Copy each line of the records that holds the string "PartialEq".
=== DATASET EXCERPTS ===
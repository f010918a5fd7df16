//! Cue selection and scheduling.
//!
//! [`CuePlayer`] turns clock events into sounds. Tones go to the audio
//! engine straight away with their relative offsets; word clips and the
//! keepalive release are deferred and fired by [`CuePlayer::poll_deferred`].

use std::fmt;
use std::sync::Arc;
use std::time::{Duration, Instant};

use tracing::{debug, warn};

use super::error::SoundError;
use super::source::{DONE_CLIP, REST_CLIP, WORK_CLIP};
use super::{AudioEngine, EngineFactory, Tone};
use crate::timer::{ClockEvent, TimeSource};
use crate::types::Phase;

/// Seconds values that get a countdown beep.
const COUNTDOWN_SECONDS: std::ops::RangeInclusive<u32> = 1..=3;

/// How long the keepalive keeps running after a session completes.
pub const KEEPALIVE_RELEASE_DELAY: Duration = Duration::from_secs(3);

// ============================================================================
// Cue
// ============================================================================

/// A group of tones plus an optional word clip played after them.
#[derive(Debug, Clone, Copy, PartialEq)]
pub struct Cue {
    /// Tones, offsets relative to the first one
    pub tones: &'static [Tone],
    /// Word clip name and its delay after the tones start
    pub word: Option<(&'static str, Duration)>,
}

/// Short beep for the last three seconds of a phase.
pub const COUNTDOWN_CUE: Cue = Cue {
    tones: &[Tone::new(660.0, 150, 0, 0.5)],
    word: None,
};

/// Ascending three-tone cue, then "work".
pub const WORK_START_CUE: Cue = Cue {
    tones: &[
        Tone::new(880.0, 150, 0, 0.6),
        Tone::new(880.0, 150, 200, 0.6),
        Tone::new(1100.0, 300, 400, 0.7),
    ],
    word: Some((WORK_CLIP, Duration::from_millis(800))),
};

/// Single low tone, then "rest".
pub const REST_START_CUE: Cue = Cue {
    tones: &[Tone::new(440.0, 500, 0, 0.5)],
    word: Some((REST_CLIP, Duration::from_millis(600))),
};

/// Four-tone fanfare, then "done".
pub const COMPLETE_CUE: Cue = Cue {
    tones: &[
        Tone::new(880.0, 200, 0, 0.5),
        Tone::new(1100.0, 200, 250, 0.5),
        Tone::new(1320.0, 200, 500, 0.5),
        Tone::new(1760.0, 500, 750, 0.7),
    ],
    word: Some((DONE_CLIP, Duration::from_millis(1400))),
};

// ============================================================================
// CuePlayer
// ============================================================================

#[derive(Debug, Clone, Copy, PartialEq, Eq)]
enum DeferredAction {
    Clip(&'static str),
    ReleaseKeepalive,
}

/// Plays audio feedback for clock events.
///
/// Audio is best-effort. Every engine failure is logged and dropped; none
/// of the methods here can fail.
pub struct CuePlayer {
    factory: EngineFactory,
    engine: Option<Box<dyn AudioEngine>>,
    time: Arc<dyn TimeSource>,
    /// Pending actions with their due time, in insertion order
    deferred: Vec<(Instant, DeferredAction)>,
    /// Last seconds value seen in the active phase
    last_countdown: Option<u32>,
    enabled: bool,
}

impl CuePlayer {
    /// Creates a player that builds its engine from `factory` on first
    /// unlock.
    pub fn new(factory: EngineFactory, time: Arc<dyn TimeSource>) -> Self {
        Self {
            factory,
            engine: None,
            time,
            deferred: Vec::new(),
            last_countdown: None,
            enabled: true,
        }
    }

    /// Creates a player that never makes a sound.
    pub fn disabled(time: Arc<dyn TimeSource>) -> Self {
        let factory: EngineFactory = Box::new(|| -> Result<Box<dyn AudioEngine>, SoundError> {
            Err(SoundError::DeviceNotAvailable("sound disabled".to_string()))
        });
        let mut player = Self::new(factory, time);
        player.enabled = false;
        player
    }

    pub fn set_enabled(&mut self, enabled: bool) {
        self.enabled = enabled;
        if !enabled {
            self.on_stop();
        }
    }

    pub fn is_enabled(&self) -> bool {
        self.enabled
    }

    /// Returns true once an engine exists and is unlocked.
    pub fn is_unlocked(&self) -> bool {
        self.engine.as_ref().is_some_and(|engine| engine.is_unlocked())
    }

    /// Creates and unlocks the engine, then starts the keepalive.
    ///
    /// Call this from the user action that starts a session. Safe to call
    /// repeatedly; a failed engine creation is retried on the next call.
    pub fn ensure_unlocked(&mut self) {
        if !self.enabled {
            return;
        }

        if self.engine.is_none() {
            match (self.factory)() {
                Ok(engine) => self.engine = Some(engine),
                Err(e) => {
                    report(&e, "audio engine unavailable");
                    return;
                }
            }
        }

        let Some(engine) = self.engine.as_mut() else {
            return;
        };
        if !engine.is_unlocked() {
            if let Err(e) = engine.unlock() {
                report(&e, "audio unlock failed");
                return;
            }
        }
        if let Err(e) = engine.start_keepalive() {
            report(&e, "keepalive failed to start");
        }
        // A new session keeps the keepalive it just started.
        self.deferred
            .retain(|(_, action)| *action != DeferredAction::ReleaseKeepalive);
    }

    /// Reacts to one clock event.
    pub fn handle(&mut self, event: &ClockEvent) {
        match *event {
            ClockEvent::PhaseChanged {
                phase,
                round,
                phase_duration,
            } => {
                self.last_countdown = Some(phase_duration);
                self.on_phase_enter(phase, round);
            }
            ClockEvent::Tick { seconds_left, .. } => self.on_countdown_tick(seconds_left),
            ClockEvent::Completed => self.on_complete(),
            ClockEvent::Stopped => self.on_stop(),
            ClockEvent::Paused | ClockEvent::Resumed { .. } => {}
        }
    }

    /// Plays the cue for entering `phase`.
    ///
    /// Prepare has no cue.
    pub fn on_phase_enter(&mut self, phase: Phase, round: u32) {
        let cue = match phase {
            Phase::Prepare => return,
            Phase::Work => WORK_START_CUE,
            Phase::Rest => REST_START_CUE,
        };
        debug!(phase = phase.as_str(), round, "phase cue");
        self.play(&cue);
    }

    /// Beeps when the countdown steps down into 3, 2 or 1.
    pub fn on_countdown_tick(&mut self, seconds_left: u32) {
        let stepped_down = self.last_countdown.is_none_or(|last| seconds_left < last);
        self.last_countdown = Some(seconds_left);

        if stepped_down && COUNTDOWN_SECONDS.contains(&seconds_left) {
            self.play(&COUNTDOWN_CUE);
        }
    }

    /// Plays the completion fanfare and schedules the keepalive release.
    pub fn on_complete(&mut self) {
        self.last_countdown = None;
        if !self.is_unlocked() {
            return;
        }
        self.play(&COMPLETE_CUE);
        let due = self.time.now() + KEEPALIVE_RELEASE_DELAY;
        self.deferred.push((due, DeferredAction::ReleaseKeepalive));
    }

    /// Drops pending word clips and releases the keepalive now.
    ///
    /// A stopped session goes silent at once, so a word already scheduled
    /// by the last phase cue is discarded rather than played late.
    pub fn on_stop(&mut self) {
        self.last_countdown = None;
        self.deferred.clear();
        if let Some(engine) = self.engine.as_mut() {
            engine.stop_keepalive();
        }
    }

    /// Fires every deferred action that is due.
    pub fn poll_deferred(&mut self) {
        if self.deferred.is_empty() {
            return;
        }
        let now = self.time.now();
        let (due, pending): (Vec<_>, Vec<_>) =
            self.deferred.drain(..).partition(|(at, _)| *at <= now);
        self.deferred = pending;

        for (_, action) in due {
            match action {
                DeferredAction::Clip(name) => self.with_engine(|engine| engine.play_clip(name)),
                DeferredAction::ReleaseKeepalive => {
                    debug!("releasing keepalive");
                    if let Some(engine) = self.engine.as_mut() {
                        engine.stop_keepalive();
                    }
                }
            }
        }
    }

    /// Earliest due time among deferred actions.
    pub fn next_due(&self) -> Option<Instant> {
        self.deferred.iter().map(|(at, _)| *at).min()
    }

    pub fn has_pending(&self) -> bool {
        !self.deferred.is_empty()
    }

    fn play(&mut self, cue: &Cue) {
        if !self.is_unlocked() {
            return;
        }
        self.with_engine(|engine| engine.schedule_tones(cue.tones));
        if let Some((name, delay)) = cue.word {
            let due = self.time.now() + delay;
            self.deferred.push((due, DeferredAction::Clip(name)));
        }
    }

    fn with_engine<F>(&mut self, f: F)
    where
        F: FnOnce(&mut dyn AudioEngine) -> Result<(), SoundError>,
    {
        if !self.enabled {
            return;
        }
        let Some(engine) = self.engine.as_mut() else {
            return;
        };
        if let Err(e) = f(engine.as_mut()) {
            report(&e, "cue playback failed");
        }
    }
}

impl fmt::Debug for CuePlayer {
    fn fmt(&self, f: &mut fmt::Formatter<'_>) -> fmt::Result {
        f.debug_struct("CuePlayer")
            .field("enabled", &self.enabled)
            .field("unlocked", &self.is_unlocked())
            .field("deferred", &self.deferred.len())
            .field("last_countdown", &self.last_countdown)
            .finish_non_exhaustive()
    }
}

fn report(error: &SoundError, context: &str) {
    if error.is_device_error() {
        warn!("{}: {}", context, error);
    } else {
        debug!("{}: {}", context, error);
    }
}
===
» ANSWER TO THE EXERCISE
#[derive(Debug, Clone, Copy, PartialEq)]
#[derive(Debug, Clone, Copy, PartialEq, Eq)]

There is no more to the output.